Miller Mayer immigration attorney Steve Yale-Loehr was quoted by MarketWatch in ” ‘We Need More People,’ Says Fed’s Powell, But What Does That Mean for Immigration Reform?” Commenting on remarks by Federal Reserve chief Jerome Powell that recent lower immigration has factored into the U.S. labor shortage and questions about whether such remarks could lead to progress on immigration legislation next year, Steve said that Mr. Powell’s remarks could be seen as part of a slow process that eventually results in long-awaited fixes to the U.S. immigration system. “To me, it’s like water dripping on a rock. A single drop of water, whether it’s from Fed Chairman Powell or somebody else, won’t make a difference by itself. But if enough drips of water from other people and other studies consistently show that immigration can help our labor shortages and improve our economy, then I hope that will move the needle so that Congress will seriously take up immigration reform in 2023.” 

Steve said the issues that already have been “percolating in Congress” would be on his immediate wish list for 2023. “That would include helping the Dreamers [beneficiaries of Deferred Action for Childhood Arrivals (DACA)] to be able to achieve some kind of permanent status and reforming our border-security measures so that we can admit those people who really do need or will qualify for asylum, but otherwise deport people after a hearing if they don’t qualify under immigration laws. Third, I think we do need modernization in our agriculture industry, and there is a bill proposed by Sen. Bennet [D-CO] that would do that, and fourth, I think that Congress should pass the Afghan Adjustment Act to allow people who came from Afghanistan a permanent path to citizenship.” He noted that the Biden administration can act on its own on some immigration issues. 

He also suggested that grassroots efforts eventually might end up spurring U.S. lawmakers to do more. “A lot of change happens from the ground up, rather than the top down—if you think about civil rights legislation in the 60s, the Environmental Protection Act of 1970, the antiwar efforts—it was because people really protested the existing framework that they forced Congress to make changes in those areas. And so too, I think that if more Americans stood up and said, ‘We need immigration reform,’ I think that that would help persuade Congress to actually put pen to paper and make some significant changes.” Read the article here

Steve was quoted by Law360 in “Top Immigration Cases of 2022: Year in Review.” Among other cases, the article notes that in June 2022, the Supreme Court placed new limits on the federal judiciary’s power to control the executive branch’s immigration policy when it erased an order requiring immigration courts to hold bond hearings for immigrants who were detained for more than six months. In Garland v. Aleman Gonzalez, the article notes, the justices ruled 6 to 3 that INA § 1252(f)(1) bars every federal court, except the high court, from interfering on a class-wide basis with how the executive branch carries out certain immigration enforcement functions. That holding will make it harder for legal challengers to get more than individual relief, even if the policy they are contesting applies broadly, said Steve. “As Justice Sotomayor wrote in her dissent, the decision ‘risks depriving many vulnerable noncitizens of any meaningful opportunity to protect their rights.'” Read the Law360 article here (registration required).  

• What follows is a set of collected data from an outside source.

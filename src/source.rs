//! Loading quiz items from the spreadsheet feed (CSV over HTTP or a local file).
//!
//! Rows are validated here so the rest of the app works with typed
//! `QuizItem`s only:
//!   - required columns are located by header name (with the original
//!     sheet's German/legacy names as aliases)
//!   - rows with any required cell empty are dropped
//!   - duplicate ids keep the first row
//!
//! Fetched items are cached for a TTL; `refresh` bypasses the cache.

use std::collections::HashSet;
use std::path::PathBuf;
use std::sync::Arc;
use std::time::{Duration, Instant};

use reqwest::header::USER_AGENT;
use tokio::sync::RwLock;
use tracing::{debug, info, instrument, warn};

use crate::domain::QuizItem;
use crate::error::SourceError;

const PROMPT_COLS: &[&str] = &["prompt", "quiz", "question"];
const WORD_COLS: &[&str] = &["word"];
const EXPLANATION_COLS: &[&str] = &["explanation", "answer"];
const LESSON_COLS: &[&str] = &["lesson", "lektion"];

/// Where the sheet lives.
#[derive(Clone, Debug, PartialEq, Eq)]
pub enum SourceLocation {
  Url(String),
  File(PathBuf),
}

impl SourceLocation {
  pub fn parse(raw: &str) -> Self {
    let raw = raw.trim();
    if raw.starts_with("http://") || raw.starts_with("https://") {
      SourceLocation::Url(csv_export_url(raw))
    } else {
      SourceLocation::File(PathBuf::from(raw.strip_prefix("file://").unwrap_or(raw)))
    }
  }
}

/// Rewrite a Google Sheets share/edit link to its CSV export URL.
/// Any other URL is returned unchanged.
pub fn csv_export_url(url: &str) -> String {
  const MARKER: &str = "docs.google.com/spreadsheets/d/";
  let Some(pos) = url.find(MARKER) else {
    return url.to_string();
  };
  let rest = &url[pos + MARKER.len()..];
  let (sheet_id, tail) = match rest.find('/') {
    Some(i) => (&rest[..i], &rest[i..]),
    None => (rest, ""),
  };
  if tail.starts_with("/export") || sheet_id.is_empty() {
    return url.to_string();
  }
  format!("{}{}{}/export?format=csv", &url[..pos], MARKER, sheet_id)
}

fn find_column(headers: &csv::StringRecord, names: &[&str], canonical: &'static str) -> Result<usize, SourceError> {
  headers
    .iter()
    .position(|h| names.iter().any(|n| h.trim().eq_ignore_ascii_case(n)))
    .ok_or(SourceError::MissingColumn(canonical))
}

/// Parse CSV text into validated items.
pub fn parse_items(text: &str) -> Result<Vec<QuizItem>, SourceError> {
  let mut reader = csv::ReaderBuilder::new()
    .has_headers(true)
    .flexible(true)
    .trim(csv::Trim::All)
    .from_reader(text.as_bytes());

  let headers = reader.headers()?.clone();
  let prompt_ix = find_column(&headers, PROMPT_COLS, "prompt")?;
  let word_ix = find_column(&headers, WORD_COLS, "word")?;
  let explanation_ix = find_column(&headers, EXPLANATION_COLS, "explanation")?;
  let lesson_ix = find_column(&headers, LESSON_COLS, "lesson")?;

  let mut items = Vec::new();
  let mut seen = HashSet::new();
  let mut dropped = 0usize;

  for record in reader.records() {
    let record = record?;
    let cell = |ix: usize| record.get(ix).map(str::trim).filter(|s| !s.is_empty());
    match (cell(prompt_ix), cell(word_ix), cell(explanation_ix), cell(lesson_ix)) {
      (Some(prompt), Some(word), Some(explanation), Some(lesson)) => {
        let item = QuizItem::new(prompt, word, explanation, lesson);
        if seen.insert(item.id.clone()) {
          items.push(item);
        } else {
          debug!(target: "source", id = %item.id, "Duplicate row skipped");
        }
      }
      _ => dropped += 1,
    }
  }

  if dropped > 0 {
    debug!(target: "source", dropped, "Rows with empty required cells dropped");
  }
  Ok(items)
}

struct Cached {
  items: Arc<Vec<QuizItem>>,
  fetched_at: Instant,
}

/// The quiz sheet plus its TTL cache.
pub struct SheetSource {
  client: reqwest::Client,
  location: Option<SourceLocation>,
  ttl: Duration,
  cache: RwLock<Option<Cached>>,
}

impl SheetSource {
  pub fn new(location: Option<SourceLocation>, ttl: Duration) -> Self {
    let client = reqwest::Client::builder()
      .timeout(Duration::from_secs(20))
      .build()
      .unwrap_or_default();
    Self { client, location, ttl, cache: RwLock::new(None) }
  }

  /// Cached items if still fresh, otherwise a fresh load.
  #[instrument(level = "debug", skip(self))]
  pub async fn items(&self) -> Result<Arc<Vec<QuizItem>>, SourceError> {
    {
      let cache = self.cache.read().await;
      if let Some(c) = cache.as_ref().filter(|c| c.fetched_at.elapsed() < self.ttl) {
        return Ok(c.items.clone());
      }
    }
    self.refresh().await
  }

  /// Load from the source and replace the cache. On failure the cache is
  /// left untouched and the error is returned.
  #[instrument(level = "info", skip(self))]
  pub async fn refresh(&self) -> Result<Arc<Vec<QuizItem>>, SourceError> {
    let started = Instant::now();
    let text = match self.location.as_ref().ok_or(SourceError::NotConfigured)? {
      SourceLocation::Url(url) => self.fetch(url).await?,
      SourceLocation::File(path) => tokio::fs::read_to_string(path)
        .await
        .map_err(|source| SourceError::Io { path: path.clone(), source })?,
    };

    let items = match parse_items(&text) {
      Ok(items) => Arc::new(items),
      Err(e) => {
        warn!(target: "source", error = %e, "Quiz sheet rejected");
        return Err(e);
      }
    };
    info!(target: "source", items = items.len(), elapsed_ms = started.elapsed().as_millis() as u64, "Quiz sheet loaded");

    *self.cache.write().await = Some(Cached { items: items.clone(), fetched_at: Instant::now() });
    Ok(items)
  }

  async fn fetch(&self, url: &str) -> Result<String, SourceError> {
    let res = self.client.get(url)
      .header(USER_AGENT, "vocab-quiz-backend/0.1")
      .send().await?;
    if !res.status().is_success() {
      return Err(SourceError::HttpStatus(res.status()));
    }
    Ok(res.text().await?)
  }
}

Steve was quoted in several media outlets on Title 42 issues:

  • “Title 42 to Remain in Place for Now as Chief Justice John Roberts Temporarily Freezes Order Meant to End It,” CNN, Dec. 19, 2022. Steve said, “This is a longstanding problem. More people are fleeing persecution, gang violence, failed states and climate change than ever before. Even without Title 42, we would have more people than ever before trying to enter the United States. Title 42 is not an effective way to manage our borders. Instead, we need to both enact immigration reform in the United States and work with other countries so that people don’t feel so desperate to leave in the first place.”
  • “Chief Justice Roberts Pauses Lifting of Title 42, Keeping Migrant Policy in Place for Now,” USA Today, Dec. 19, 2022. Steve said, “People worry that terminating Title 42…will mean more people will try to enter the United States from Mexico. But those pressures existed before the Trump administration implemented Title 42. Climate change, poverty, gang violence, and failed states all contribute to people’s desperation to move.”

Steve and Jacob Hamburger, one of Steve’s postdoctoral fellows at  Cornell Law School, co-authored an op-ed, “On Immigration, Do Feds or States Rule?,” published by New York Daily News. Read the op-ed here.